Souvent, sinon tous les jours je me suis couché passé minuit tout en me levant le lendemain aux aurores pour préparer les déjeuners de mes trois amours et sacrer avec passion contre les passions des linguistes. Je hais les linguistes, c'est comme des mathématiciens de la langue. Des laiderons en plus.
Ce vendredi-là j'étais sonné. La quantitié de matière inintéressante débordait de ma tête. J'aurais été saoûl que je me serais senti mieux. J'avais des étourdissements d'étrangers dont on veut faire apprendre une nouvelle langue en une heure. Je délirais tant mentalement que j'aurais pu commencer à parler espagnol avec une voix de femme.
"Bueno, el enculeurs de moscas ahora"
"Voy a destornillarte el cráneo si hablas todavía así de nosotros" j'ai répondu.
...Répondu?
Il y avait bien une femme devant moi qui, en me voyant à moitié nu devant mon ordi, a hurlé ce qui m'a fait moi aussi hurler.
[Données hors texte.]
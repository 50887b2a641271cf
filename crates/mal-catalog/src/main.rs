//! Catalog CLI front-end.
//!
//! Each subcommand maps onto one catalog query. Arguments are type-checked
//! here (enums, integers) before they reach the client; failures come back
//! as a generic message while the detail goes to the daily log.

use anyhow::{Context, Result};
use chrono::Local;
use clap::{Parser, Subcommand};
use mal_catalog::api::AiringStatus;
use mal_catalog::{
    image, schedule, AnimeRecord, CatalogClient, Credentials, ListSort, RankingKind, Season,
    SeasonSort, WatchStatus,
};
use rand::Rng;
use shared::Config;
use std::path::PathBuf;
use std::time::Duration;

#[derive(Parser, Debug)]
#[command(author, version, about = "Query the MyAnimeList catalog", long_about = None)]
struct Args {
    /// Path to configuration file
    #[arg(short, long, default_value = "config.toml")]
    config: PathBuf,

    /// Enable verbose logging
    #[arg(short, long)]
    verbose: bool,

    #[command(subcommand)]
    command: Command,
}

#[derive(Subcommand, Debug)]
enum Command {
    /// Search for anime matching a query
    Search {
        /// Name of the anime
        query: String,

        /// Number of results to return (capped at 20)
        #[arg(short, long, default_value_t = 10)]
        limit: u32,

        /// Result offset for paging
        #[arg(short, long, default_value_t = 0)]
        offset: u32,
    },

    /// Show the catalog entry for one anime id
    Show {
        /// Catalog anime id
        id: String,

        /// Comma-separated fields to request instead of the defaults
        #[arg(long)]
        fields: Option<String>,

        /// Also download the cover picture into the current directory
        #[arg(long)]
        cover: bool,
    },

    /// Show an anime ranking board
    Ranking {
        /// Ranking board to fetch
        #[arg(value_enum)]
        kind: RankingKind,

        /// Number of results to return (capped at 20)
        #[arg(short, long, default_value_t = 10)]
        limit: u32,

        /// Result offset for paging
        #[arg(short, long, default_value_t = 0)]
        offset: u32,
    },

    /// List the anime of one airing season
    Season {
        /// Airing year
        year: u16,

        /// Airing season
        #[arg(value_enum)]
        season: Season,

        /// Sort order
        #[arg(long, value_enum, default_value = "score")]
        sort: SeasonSort,

        /// Number of results to return (capped at 20)
        #[arg(short, long, default_value_t = 10)]
        limit: u32,

        /// Result offset for paging
        #[arg(short, long, default_value_t = 0)]
        offset: u32,
    },

    /// Show a user's anime list
    UserList {
        /// Catalog username
        user: String,

        /// Filter by watch status (everything when omitted)
        #[arg(long, value_enum)]
        status: Option<WatchStatus>,

        /// Sort order
        #[arg(long, value_enum, default_value = "title")]
        sort: ListSort,

        /// Number of results to return (capped at 20)
        #[arg(short, long, default_value_t = 10)]
        limit: u32,

        /// Result offset for paging
        #[arg(short, long, default_value_t = 0)]
        offset: u32,
    },

    /// Pick a random catalog entry
    Random,

    /// Days until the next episode of a currently airing show (JST)
    NextEpisode {
        /// Catalog anime id
        id: String,
    },
}

#[tokio::main]
async fn main() -> Result<()> {
    let args = Args::parse();

    // Load configuration
    let config = Config::from_file(&args.config)
        .with_context(|| format!("Failed to load config from {}", args.config.display()))?;

    // Initialize logging. Replies go to stdout, so the console layer stays
    // off and failures land in the daily log file.
    let log_level = if args.verbose {
        tracing::Level::DEBUG
    } else {
        tracing::Level::INFO
    };

    shared::logging::init(shared::LogConfig {
        log_dir: config.log_dir().to_string_lossy().to_string(),
        component: "mal-catalog".to_string(),
        default_level: log_level,
        console: false,
        file: true,
        json_format: false,
    })?;

    // Initialize the API client
    let client = CatalogClient::new(
        config.catalog.base_url.clone(),
        Credentials::from_env(),
        Duration::from_secs(config.catalog.timeout_seconds),
    )
    .context("Failed to create catalog client")?;

    match args.command {
        Command::Search {
            query,
            limit,
            offset,
        } => search(&client, &query, limit, offset).await,
        Command::Show { id, fields, cover } => {
            show(&client, &id, fields.as_deref(), cover).await
        }
        Command::Ranking {
            kind,
            limit,
            offset,
        } => ranking(&client, kind, limit, offset).await,
        Command::Season {
            year,
            season,
            sort,
            limit,
            offset,
        } => seasonal(&client, year, season, sort, limit, offset).await,
        Command::UserList {
            user,
            status,
            sort,
            limit,
            offset,
        } => user_list(&client, &user, status, sort, limit, offset).await,
        Command::Random => random(&client).await,
        Command::NextEpisode { id } => next_episode(&client, &id).await,
    }
}

async fn search(client: &CatalogClient, query: &str, limit: u32, offset: u32) -> Result<()> {
    let results = match client
        .search(query.trim(), &limit.to_string(), &offset.to_string())
        .await
    {
        Ok(results) => results,
        Err(_) => {
            println!("Request send error.");
            return Ok(());
        }
    };

    for (i, item) in results.iter().enumerate() {
        println!("#{} {} (ID: {})", i + 1, item.title, item.id);
    }
    Ok(())
}

async fn show(
    client: &CatalogClient,
    id: &str,
    fields: Option<&str>,
    cover: bool,
) -> Result<()> {
    let record = match client.anime_by_id(id.trim(), fields).await {
        Ok(record) => record,
        Err(_) => {
            println!("The requested anime could not be found.");
            return Ok(());
        }
    };

    print_anime_info(&record);

    if cover {
        save_cover(&record).await?;
    }
    Ok(())
}

/// Download the cover picture and write it into the current directory.
async fn save_cover(record: &AnimeRecord) -> Result<()> {
    let picture = match record.main_picture.as_ref() {
        Some(picture) => picture,
        None => {
            println!("No cover picture available for {}.", record.title);
            return Ok(());
        }
    };

    let http = reqwest::Client::new();
    let filename = format!("{}.jpg", record.title);
    match image::fetch_image(&http, &picture.medium, &filename).await {
        Ok(cover) => {
            std::fs::write(&cover.filename, &cover.bytes)
                .with_context(|| format!("Failed to write {}", cover.filename))?;
            println!("Cover saved to {}.", cover.filename);
        }
        Err(_) => {
            println!("Error: Failed to retrieve image for {}.", record.title);
        }
    }
    Ok(())
}

async fn ranking(
    client: &CatalogClient,
    kind: RankingKind,
    limit: u32,
    offset: u32,
) -> Result<()> {
    let results = match client
        .ranking(kind, &limit.to_string(), &offset.to_string())
        .await
    {
        Ok(results) => results,
        Err(_) => {
            println!("Request send error.");
            return Ok(());
        }
    };

    println!("{}", ranking_header(kind));
    for item in &results {
        println!("#{} {} (ID: {})", item.rank, item.anime.title, item.anime.id);
    }
    Ok(())
}

fn ranking_header(kind: RankingKind) -> &'static str {
    match kind {
        RankingKind::All => "Top Anime Series:",
        RankingKind::Airing => "Top Airing Anime:",
        RankingKind::Upcoming => "Top Upcoming Anime:",
        RankingKind::Tv => "Top Anime TV Series:",
        RankingKind::Ova => "Top Anime OVA Series:",
        RankingKind::Movie => "Top Anime Movies:",
        RankingKind::Special => "Top Anime Specials:",
        RankingKind::ByPopularity => "Top Anime by Popularity:",
        RankingKind::Favorite => "Top Favorited Anime:",
    }
}

async fn seasonal(
    client: &CatalogClient,
    year: u16,
    season: Season,
    sort: SeasonSort,
    limit: u32,
    offset: u32,
) -> Result<()> {
    let results = match client
        .seasonal(
            &year.to_string(),
            season,
            sort,
            &limit.to_string(),
            &offset.to_string(),
        )
        .await
    {
        Ok(results) => results,
        Err(_) => {
            println!("Request send error.");
            return Ok(());
        }
    };

    println!("{} {}:", capitalize(season.as_str()), year);
    for (i, item) in results.iter().enumerate() {
        println!("#{} {} (ID: {})", i + 1, item.title, item.id);
    }
    Ok(())
}

async fn user_list(
    client: &CatalogClient,
    user: &str,
    status: Option<WatchStatus>,
    sort: ListSort,
    limit: u32,
    offset: u32,
) -> Result<()> {
    if user.is_empty() {
        println!("Please specify a user.");
        return Ok(());
    }

    let results = match client
        .user_list(user, status, sort, &limit.to_string(), &offset.to_string())
        .await
    {
        Ok(results) => results,
        Err(_) => {
            println!("User not found.");
            return Ok(());
        }
    };

    println!("User: {}", user);
    for (i, item) in results.iter().enumerate() {
        println!("#{} {} (ID: {})", i + 1, item.anime.title, item.anime.id);
        println!(
            "   Status: {}   Score: {}",
            capitalize(item.status.as_str()),
            item.score
        );
    }
    Ok(())
}

async fn random(client: &CatalogClient) -> Result<()> {
    // Probe random ids until one resolves; most of the id space is empty
    for _ in 0..=10 {
        let id = rand::rng().random_range(0..60000u32);
        if let Ok(record) = client.anime_by_id(&id.to_string(), None).await {
            print_anime_info(&record);
            return Ok(());
        }
    }

    println!("Request timed out.");
    Ok(())
}

async fn next_episode(client: &CatalogClient, id: &str) -> Result<()> {
    let record = match client
        .anime_by_id(id.trim(), Some("id,title,start_date,status,broadcast"))
        .await
    {
        Ok(record) => record,
        Err(_) => {
            println!("The requested anime could not be found.");
            return Ok(());
        }
    };

    match record.status {
        Some(AiringStatus::FinishedAiring) => {
            println!("{} has already finished airing.", record.title);
        }
        Some(AiringStatus::NotYetAired) => match &record.start_date {
            Some(start) => println!("{} has an air date of {}.", record.title, start),
            None => println!("{} hasn't begun airing yet.", record.title),
        },
        Some(AiringStatus::CurrentlyAiring) => {
            report_next_broadcast(&record);
        }
        None => {
            println!("{} has an unknown status.", record.title);
        }
    }
    Ok(())
}

/// Report when a currently airing show next broadcasts (JST schedule).
fn report_next_broadcast(record: &AnimeRecord) {
    let weekday = record
        .broadcast
        .as_ref()
        .and_then(|b| schedule::parse_weekday(&b.day_of_the_week));

    let (broadcast, weekday) = match (record.broadcast.as_ref(), weekday) {
        (Some(broadcast), Some(weekday)) => (broadcast, weekday),
        _ => {
            println!("{} has no broadcast schedule listed.", record.title);
            return;
        }
    };

    let start_time = broadcast.start_time.as_deref().unwrap_or("??:??");
    println!(
        "{} airs at {} on {}s!",
        record.title,
        start_time,
        capitalize(&broadcast.day_of_the_week)
    );

    let today = Local::now().date_naive();
    let days = schedule::days_until(today, weekday);
    if days == 0 {
        println!(
            "The next episode airs today at {}! (Or at least it should.)",
            start_time
        );
    } else {
        println!("The next episode (should) air in {} day(s).", days);
    }
}

fn print_anime_info(record: &AnimeRecord) {
    println!("Title: {}", record.title);
    println!(
        "Episodes: {}",
        record
            .num_episodes
            .map(|n| n.to_string())
            .unwrap_or_else(|| "Unknown".to_string())
    );
    println!(
        "Rating: {}",
        record
            .mean
            .map(|m| m.to_string())
            .unwrap_or_else(|| "Unknown".to_string())
    );
    match &record.start_season {
        Some(premiere) => println!(
            "Season: {} {}",
            capitalize(premiere.season.as_str()),
            premiere.year
        ),
        None => println!("Season: Unknown"),
    }
    let aired = match (&record.start_date, &record.end_date) {
        (Some(start), Some(end)) => format!("{} ~ {}", start, end),
        (Some(start), None) => format!("{} ~ ???", start),
        _ => "Unknown".to_string(),
    };
    println!("Aired: {}", aired);
}

fn capitalize(s: &str) -> String {
    let mut chars = s.chars();
    match chars.next() {
        Some(first) => first.to_uppercase().collect::<String>() + chars.as_str(),
        None => String::new(),
    }
}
Mais comme j'avais une moitié de cuillérée de gruau dans la gueule le résultat de mon cri a ressemblé davantage à une explosion de bébé refusant sa bouchée.
La (cal..de...) femme de ménage.
"Qu'es-ce que vous faites ici un vendredi???? ('stie ai-je retenu)"
"Maismadammaditmadammadimadammadi di vinir oujiourdwi yé né savê pa...ouuuuuuuuuuh!" a-t-elle fait apeurée en se cachant les yeux derrière sa moppe.
Bon. Il n'y avait franchement pas longtemps que j'étais levé et il était vrai que j'étais uniquement en boxer et que ma gloire du matin déformait mes boxer et merde.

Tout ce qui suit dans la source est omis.